= AIM OF THE TASK =
Restate the records in full, so that each line matches the original exactly.

PROVIDED RECORDS Block Start

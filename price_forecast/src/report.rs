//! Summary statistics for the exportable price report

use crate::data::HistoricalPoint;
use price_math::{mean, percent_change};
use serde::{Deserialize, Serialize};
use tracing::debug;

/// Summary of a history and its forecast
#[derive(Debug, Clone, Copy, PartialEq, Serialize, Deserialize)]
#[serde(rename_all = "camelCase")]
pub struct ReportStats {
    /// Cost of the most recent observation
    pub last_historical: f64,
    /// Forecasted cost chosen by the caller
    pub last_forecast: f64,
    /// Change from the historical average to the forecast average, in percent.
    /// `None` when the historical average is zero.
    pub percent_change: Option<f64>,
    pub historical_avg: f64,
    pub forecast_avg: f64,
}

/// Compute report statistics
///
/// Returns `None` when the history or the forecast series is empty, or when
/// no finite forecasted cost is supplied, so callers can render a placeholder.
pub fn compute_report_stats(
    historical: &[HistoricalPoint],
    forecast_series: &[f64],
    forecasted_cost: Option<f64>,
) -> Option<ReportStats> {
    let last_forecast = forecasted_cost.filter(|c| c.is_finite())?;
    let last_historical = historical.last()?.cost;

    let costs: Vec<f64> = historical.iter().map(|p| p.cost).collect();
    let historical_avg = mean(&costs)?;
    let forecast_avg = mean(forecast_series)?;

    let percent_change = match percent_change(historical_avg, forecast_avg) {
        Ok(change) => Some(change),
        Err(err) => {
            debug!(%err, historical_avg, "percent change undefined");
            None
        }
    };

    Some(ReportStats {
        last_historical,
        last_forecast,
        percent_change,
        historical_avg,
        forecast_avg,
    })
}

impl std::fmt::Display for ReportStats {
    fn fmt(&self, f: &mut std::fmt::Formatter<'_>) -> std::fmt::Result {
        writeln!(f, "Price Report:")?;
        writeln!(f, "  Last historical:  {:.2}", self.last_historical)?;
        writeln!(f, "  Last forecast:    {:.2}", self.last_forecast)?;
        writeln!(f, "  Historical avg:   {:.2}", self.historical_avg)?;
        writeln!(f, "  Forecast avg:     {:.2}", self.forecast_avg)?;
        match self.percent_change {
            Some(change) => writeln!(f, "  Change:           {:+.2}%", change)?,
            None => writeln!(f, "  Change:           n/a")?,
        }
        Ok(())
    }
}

PROVIDED RECORDS Block End

= WRITTEN RESPONSE =
filename price_forecast/src/report.rs
//! Summary statistics for the exportable price report

use crate::data::HistoricalPoint;
use price_math::{mean, percent_change};
use serde::{Deserialize, Serialize};
use tracing::debug;

/// Summary of a history and its forecast
#[derive(Debug, Clone, Copy, PartialEq, Serialize, Deserialize)]
#[serde(rename_all = "camelCase")]
pub struct ReportStats {
    /// Cost of the most recent observation
    pub last_historical: f64,
    /// Forecasted cost chosen by the caller
    pub last_forecast: f64,
    /// Change from the historical average to the forecast average, in percent.
    /// `None` when the historical average is zero.
    pub percent_change: Option<f64>,
    pub historical_avg: f64,
    pub forecast_avg: f64,
}

/// Compute report statistics
///
/// Returns `None` when the history or the forecast series is empty, or when
/// no finite forecasted cost is supplied, so callers can render a placeholder.
pub fn compute_report_stats(
    historical: &[HistoricalPoint],
    forecast_series: &[f64],
    forecasted_cost: Option<f64>,
) -> Option<ReportStats> {
    let last_forecast = forecasted_cost.filter(|c| c.is_finite())?;
    let last_historical = historical.last()?.cost;

    let costs: Vec<f64> = historical.iter().map(|p| p.cost).collect();
    let historical_avg = mean(&costs)?;
    let forecast_avg = mean(forecast_series)?;

    let percent_change = match percent_change(historical_avg, forecast_avg) {
        Ok(change) => Some(change),
        Err(err) => {
            debug!(%err, historical_avg, "percent change undefined");
            None
        }
    };

    Some(ReportStats {
        last_historical,
        last_forecast,
        percent_change,
        historical_avg,
        forecast_avg,
    })
}

impl std::fmt::Display for ReportStats {
    fn fmt(&self, f: &mut std::fmt::Formatter<'_>) -> std::fmt::Result {
        writeln!(f, "Price Report:")?;
        writeln!(f, "  Last historical:  {:.2}", self.last_historical)?;
        writeln!(f, "  Last forecast:    {:.2}", self.last_forecast)?;
        writeln!(f, "  Historical avg:   {:.2}", self.historical_avg)?;
        writeln!(f, "  Forecast avg:     {:.2}", self.forecast_avg)?;
        match self.percent_change {
            Some(change) => writeln!(f, "  Change:           {:+.2}%", change)?,
            None => writeln!(f, "  Change:           n/a")?,
        }
        Ok(())
    }
}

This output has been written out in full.